Problem requirements:
When a line in the data below includes "Option", pick it out and copy it.

Provided records:
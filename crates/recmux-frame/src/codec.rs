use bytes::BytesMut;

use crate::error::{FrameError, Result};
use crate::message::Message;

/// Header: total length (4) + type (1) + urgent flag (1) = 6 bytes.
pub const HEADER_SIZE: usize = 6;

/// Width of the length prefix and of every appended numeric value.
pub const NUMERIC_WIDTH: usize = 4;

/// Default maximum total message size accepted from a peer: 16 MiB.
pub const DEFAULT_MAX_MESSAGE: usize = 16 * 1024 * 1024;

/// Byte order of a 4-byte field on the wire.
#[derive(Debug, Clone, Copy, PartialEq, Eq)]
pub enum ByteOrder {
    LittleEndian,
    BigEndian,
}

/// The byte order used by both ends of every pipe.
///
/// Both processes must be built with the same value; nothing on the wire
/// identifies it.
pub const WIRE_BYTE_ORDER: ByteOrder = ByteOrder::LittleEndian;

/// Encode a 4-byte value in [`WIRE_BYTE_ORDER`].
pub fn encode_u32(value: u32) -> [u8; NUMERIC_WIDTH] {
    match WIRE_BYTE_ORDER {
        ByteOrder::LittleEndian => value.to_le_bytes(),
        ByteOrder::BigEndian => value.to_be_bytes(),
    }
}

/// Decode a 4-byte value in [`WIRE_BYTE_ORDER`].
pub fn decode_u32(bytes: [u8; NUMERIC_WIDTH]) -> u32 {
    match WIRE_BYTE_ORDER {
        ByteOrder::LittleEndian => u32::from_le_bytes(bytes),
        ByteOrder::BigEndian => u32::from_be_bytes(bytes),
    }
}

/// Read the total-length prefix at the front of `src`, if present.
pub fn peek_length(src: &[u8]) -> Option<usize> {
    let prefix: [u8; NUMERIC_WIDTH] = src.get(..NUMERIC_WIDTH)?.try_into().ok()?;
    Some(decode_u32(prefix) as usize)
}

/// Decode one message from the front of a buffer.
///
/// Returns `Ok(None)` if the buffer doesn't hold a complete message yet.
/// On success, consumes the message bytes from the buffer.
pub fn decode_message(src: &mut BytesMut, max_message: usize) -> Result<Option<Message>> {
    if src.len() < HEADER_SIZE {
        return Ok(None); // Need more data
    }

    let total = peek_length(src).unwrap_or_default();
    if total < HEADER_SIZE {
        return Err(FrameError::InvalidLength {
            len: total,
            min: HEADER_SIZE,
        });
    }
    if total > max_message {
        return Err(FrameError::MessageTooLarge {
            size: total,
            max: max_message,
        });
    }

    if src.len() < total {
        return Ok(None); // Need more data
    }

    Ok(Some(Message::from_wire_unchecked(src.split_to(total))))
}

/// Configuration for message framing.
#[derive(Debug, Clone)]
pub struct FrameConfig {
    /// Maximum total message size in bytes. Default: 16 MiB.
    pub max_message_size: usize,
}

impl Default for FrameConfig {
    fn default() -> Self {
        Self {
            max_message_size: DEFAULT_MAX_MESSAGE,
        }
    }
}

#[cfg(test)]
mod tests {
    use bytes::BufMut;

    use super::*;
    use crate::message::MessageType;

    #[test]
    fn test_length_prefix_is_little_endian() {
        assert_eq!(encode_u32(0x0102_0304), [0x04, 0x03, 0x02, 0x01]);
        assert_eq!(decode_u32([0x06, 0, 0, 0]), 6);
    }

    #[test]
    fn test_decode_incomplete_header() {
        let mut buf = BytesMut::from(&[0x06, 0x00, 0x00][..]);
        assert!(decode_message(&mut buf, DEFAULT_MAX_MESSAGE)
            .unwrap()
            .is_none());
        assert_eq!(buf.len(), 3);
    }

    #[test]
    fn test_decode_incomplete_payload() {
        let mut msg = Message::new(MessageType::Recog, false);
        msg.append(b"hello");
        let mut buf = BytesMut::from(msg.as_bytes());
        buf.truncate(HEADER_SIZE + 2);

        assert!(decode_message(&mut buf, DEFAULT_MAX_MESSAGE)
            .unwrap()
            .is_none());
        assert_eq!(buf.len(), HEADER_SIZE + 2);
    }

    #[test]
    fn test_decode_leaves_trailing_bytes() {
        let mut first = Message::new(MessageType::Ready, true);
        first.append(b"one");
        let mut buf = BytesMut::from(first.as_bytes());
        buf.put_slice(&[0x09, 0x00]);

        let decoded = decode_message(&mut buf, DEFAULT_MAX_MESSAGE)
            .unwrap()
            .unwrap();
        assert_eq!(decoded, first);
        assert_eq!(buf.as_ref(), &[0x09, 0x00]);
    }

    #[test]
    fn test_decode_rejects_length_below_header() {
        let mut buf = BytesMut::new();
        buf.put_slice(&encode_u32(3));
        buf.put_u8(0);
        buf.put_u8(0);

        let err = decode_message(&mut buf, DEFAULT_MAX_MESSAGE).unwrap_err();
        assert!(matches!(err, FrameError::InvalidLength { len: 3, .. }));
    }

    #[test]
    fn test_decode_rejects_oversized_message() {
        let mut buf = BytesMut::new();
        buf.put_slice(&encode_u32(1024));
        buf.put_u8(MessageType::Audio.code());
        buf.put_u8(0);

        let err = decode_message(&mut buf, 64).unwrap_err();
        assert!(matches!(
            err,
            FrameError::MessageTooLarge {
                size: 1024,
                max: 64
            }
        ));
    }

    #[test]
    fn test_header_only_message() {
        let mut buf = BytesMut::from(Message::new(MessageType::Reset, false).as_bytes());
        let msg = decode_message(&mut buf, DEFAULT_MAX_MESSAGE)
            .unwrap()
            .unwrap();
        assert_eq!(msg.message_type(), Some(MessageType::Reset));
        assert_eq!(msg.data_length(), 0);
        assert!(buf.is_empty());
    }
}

Answer to this task:
pub fn peek_length(src: &[u8]) -> Option<usize> {
pub fn decode_message(src: &mut BytesMut, max_message: usize) -> Result<Option<Message>> {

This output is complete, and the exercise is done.